Crucially, the analysis demonstrates that distance computed over all descriptors does not correlate with synergy. Instead, correlations emerge only after feature selection, performed separately for each bacterium by identifying descriptors whose distances exhibit statistically significant Spearman correlations with FIC values (p < 0.005). The physical meaning of this is to identify the most important physicochemical properties relevant for interactions between different AMP species. This procedure yields bacterium-specific reduced feature sets, enabling a compact and interpretable representation of AMP complementarity.

5.3. Prediction of novel AMP combinations

Statistical and machine-learning analysis using the reduced bacterium-specific feature space, is able to clarify the correlations between the similarity of physicochemical properties and synergy in antibacterial action. For three analyzed bacteria, (E. coli, M. luteus, P. aeruginosa),95 synergistic AMP pairs exhibit larger distances in selected physicochemical features than non-synergistic pairs. In other words, AMPs that are more dissimilar (larger d(A, B)) in key properties are more likely to cooperate. In addition, when Euclidean distance is computed using only the selected features, AMP pairs with larger distances systematically correspond to lower FIC values, allowing clear separation between strongly synergistic and non-synergistic combinations.95 This separation allows prediction of new synergistic AMP combinations using defined distance thresholds. Distances of 0–0.5 correspond to non-synergistic pairs, whereas distances of 1.5–2.5 indicate synergistic pairs. By calculating the distances between untested peptide combinations and classifying them according to the defined thresholds, pleurocidin was predicted to act synergistically with trout histone H1 (1–26) against E. coli. As shown in Table 1, the distance between pleurocidin and H1 falls within the range corresponding to synergistic pairs. Table 1 further shows that this distance is similar to the distances for pleurocidin combined with other peptides, where synergy has been experimentally observed.95
Table 1 Combinations of pleurocidin with different AMPs, showing predicted or observed synergy against E. coli, and the distances in selected physicochemical features between AMPs in each combination. The data were obtained from previously reported analyses in ref. 95
Synergy AMP 1 AMP 2 Distance
Predicted Pleurocidin H1 2.0
Observed Pleurocidin PA-1 1.7
Observed Pleurocidin Curvacin-A 2.1


5.4. The role of amphipathicity in AMP synergy

Only a small subset of descriptors is required to recover these correlations between distance and synergy. While the specific features differ between bacterial species, several classes of universal properties, including hydrophobicity and polarizability, have been identified. Importantly, autocorrelation in hydrophobicity, which reflects the amphipathicity of AMPs, is repeatedly identified as a key discriminating property. Synergistic pairs often consist of one amphipathic peptide and one non-amphipathic peptide, whereas pairs of peptides with similar amphipathic character tend to be non-synergistic.

However, it is not just the absolute amphipathic character that plays a role. Relative differences in amphipathicity also appear to be important. When the same AMP is combined with different partner peptides, the synergistic pair tends to show a larger inter-peptide difference in amphipathicity than the non-synergistic pair. Fig. 5 illustrates these differences by quantifying amphipathicity as the hydrophobicity autocorrelation at long sequence distances (distance 11 in panel a and distance 9 in panel b). The inter-peptide amphipathicity difference for each pair was calculated as the absolute difference in this hydrophobicity feature. In Fig. 5(a), TPA and Tritrpticin (Trit) display small amphipathicity differences and form a non-synergistic pair. In contrast, the amphipathicity difference is nearly a magnitude larger between TPA and PWF, a synergistic pair. The same trend is observed when comparing Trit in combination with PWF versus TPA. Similarly, in Fig. 5(b), the synergistic pairs Temporin A (TA)–Temporin L (TL) and Temporin B (TB)–Temporin L (TL) show larger inter-peptide amphipathicity differences than the non-synergistic TA–TB combination. Among these, the TB–TL pair exhibits the largest amphipathicity difference.

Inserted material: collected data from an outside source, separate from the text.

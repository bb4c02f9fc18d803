//! Table request and response types.

use std::collections::HashMap;

use serde::{Deserialize, Serialize};

use floe_catalog::metadata::{PartitionSpec, Schema, SortOrder, TableMetadata};
use floe_catalog::{Table, TableIdent, TableRequirement, TableUpdate};

use crate::error::{RestError, RestResult};

/// Response from `GET /v1/namespaces/{namespace}/tables`.
#[derive(Debug, Clone, Serialize, Deserialize, utoipa::ToSchema)]
pub struct ListTablesResponse {
    /// Table identifiers.
    pub identifiers: Vec<TableIdent>,

    /// Token for the next page.
    #[serde(rename = "next-page-token", skip_serializing_if = "Option::is_none")]
    pub next_page_token: Option<String>,
}

/// Query parameters for listing tables.
#[derive(Debug, Clone, Default, Deserialize, utoipa::IntoParams)]
#[into_params(parameter_in = Query)]
pub struct ListTablesQuery {
    /// Opaque page token.
    #[serde(rename = "pageToken")]
    pub page_token: Option<String>,

    /// Maximum number of results.
    #[serde(rename = "pageSize")]
    pub page_size: Option<u32>,
}

/// Request body for `POST /v1/namespaces/{namespace}/tables`.
#[derive(Debug, Clone, Serialize, Deserialize, utoipa::ToSchema)]
pub struct CreateTableRequest {
    /// Table name.
    pub name: String,

    /// Initial schema.
    pub schema: Schema,

    /// Explicit table location.
    #[serde(default, skip_serializing_if = "Option::is_none")]
    pub location: Option<String>,

    /// Initial partition spec.
    #[serde(
        rename = "partition-spec",
        default,
        skip_serializing_if = "Option::is_none"
    )]
    pub partition_spec: Option<PartitionSpec>,

    /// Initial sort order.
    #[serde(rename = "write-order", default, skip_serializing_if = "Option::is_none")]
    pub write_order: Option<SortOrder>,

    /// Staged creation. Not supported.
    #[serde(rename = "stage-create", default)]
    pub stage_create: bool,

    /// Initial properties.
    #[serde(default)]
    pub properties: HashMap<String, String>,
}

/// Response carrying a table's metadata.
#[derive(Debug, Clone, Serialize, Deserialize, utoipa::ToSchema)]
pub struct LoadTableResponse {
    /// Current metadata file location.
    #[serde(rename = "metadata-location")]
    pub metadata_location: String,

    /// Table metadata, as produced by the catalog.
    #[schema(value_type = TableMetadata)]
    pub metadata: serde_json::Value,

    /// Per-table client configuration.
    #[serde(default, skip_serializing_if = "HashMap::is_empty")]
    pub config: HashMap<String, String>,
}

impl LoadTableResponse {
    /// Builds the response for a table handle.
    ///
    /// # Errors
    ///
    /// Returns an internal error if the metadata cannot be serialized.
    pub fn from_table(table: &Table) -> RestResult<Self> {
        Ok(Self {
            metadata_location: table.metadata_location.clone(),
            metadata: metadata_json(&table.metadata)?,
            config: HashMap::new(),
        })
    }
}

/// Request body for `POST /v1/namespaces/{namespace}/tables/{table}`.
#[derive(Debug, Clone, Serialize, Deserialize, utoipa::ToSchema)]
pub struct CommitTableRequest {
    /// Optional identifier; must match the path when present.
    #[serde(default, skip_serializing_if = "Option::is_none")]
    pub identifier: Option<TableIdent>,

    /// Assertions checked before updates.
    #[serde(default)]
    pub requirements: Vec<TableRequirement>,

    /// Updates applied in order.
    #[serde(default)]
    pub updates: Vec<TableUpdate>,
}

/// Response from a table commit.
#[derive(Debug, Clone, Serialize, Deserialize, utoipa::ToSchema)]
pub struct CommitTableResponse {
    /// New metadata file location.
    #[serde(rename = "metadata-location")]
    pub metadata_location: String,

    /// New metadata.
    #[schema(value_type = TableMetadata)]
    pub metadata: serde_json::Value,
}

impl CommitTableResponse {
    /// Builds the response for a committed table.
    ///
    /// # Errors
    ///
    /// Returns an internal error if the metadata cannot be serialized.
    pub fn from_table(table: &Table) -> RestResult<Self> {
        Ok(Self {
            metadata_location: table.metadata_location.clone(),
            metadata: metadata_json(&table.metadata)?,
        })
    }
}

fn metadata_json(metadata: &TableMetadata) -> RestResult<serde_json::Value> {
    serde_json::to_value(metadata)
        .map_err(|e| RestError::internal(format!("failed to serialize table metadata: {e}")))
}

/// Query parameters for dropping a table.
#[derive(Debug, Clone, Default, Deserialize, utoipa::IntoParams)]
#[into_params(parameter_in = Query)]
pub struct DropTableQuery {
    /// Also delete data files. Not supported.
    #[serde(rename = "purgeRequested", default)]
    pub purge_requested: bool,
}

/// Request body for `POST /v1/tables/rename`.
#[derive(Debug, Clone, Serialize, Deserialize, utoipa::ToSchema)]
pub struct RenameTableRequest {
    /// Existing table.
    pub source: TableIdent,
    /// New identifier.
    pub destination: TableIdent,
}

image file: d6cb00084c-f5.tif
Fig. 5 Pairwise differences in estimated amphipathicity between antimicrobial peptide (AMP) pairs in (a) Tritrpticin and (b) Temporin classes. The data were obtained from previously reported analyses in ref. 95. Blue hatched bars represent non-synergistic pairs, and solid green bars represent synergistic pairs.

These results support a general principle: synergy is associated with physicochemical complementarity rather than similarity, extending the kinetic-cooperativity framework developed in earlier sections of this review by providing a possible basis for positive cooperativity between AMPs. In other words, two different AMP species complement each other in their abilities to kill bacteria, and this leads to strong synergy. However, the complementarity usually means that AMPs have different physicochemical properties, at least those that are crucial for their antibacterial functioning.

6. Limitations and open questions

While the chemical-kinetic and statistical frameworks reviewed above provide a comprehensive, coherent and quantitatively consistent picture of synergistic antimicrobial activity, several important limitations and open questions remain. Addressing these issues will be essential for advancing the field by developing better theoretical methods and for more quantitative analysis of experiments.

A central assumption underlying the chemical-kinetic framework is that association of AMPs to the bacterial membrane is the rate-limiting step governing the overall process of bacterial elimination. This assumption is motivated by extensive experimental and theoretical evidences that membrane binding is always the first step in AMP activity and that pore formation or membrane disruption typically follows association. However, this assumption may not hold universally. In some systems, downstream biochemical or biophysical processes, such as pore stabilization, membrane remodeling, intracellular target engagement, or metabolic collapse, might be more important for the overall dynamics of bacterial eradication. If these later steps are rate-limiting, i.e., slower than the AMP membrane association processes, then accelerating membrane binding alone may not translate into enhanced antibacterial efficacy. Consequently, while cooperative membrane association provides a reasonable and testable mechanism for synergy, its relative importance may vary across AMP classes, bacterial species, and environmental conditions.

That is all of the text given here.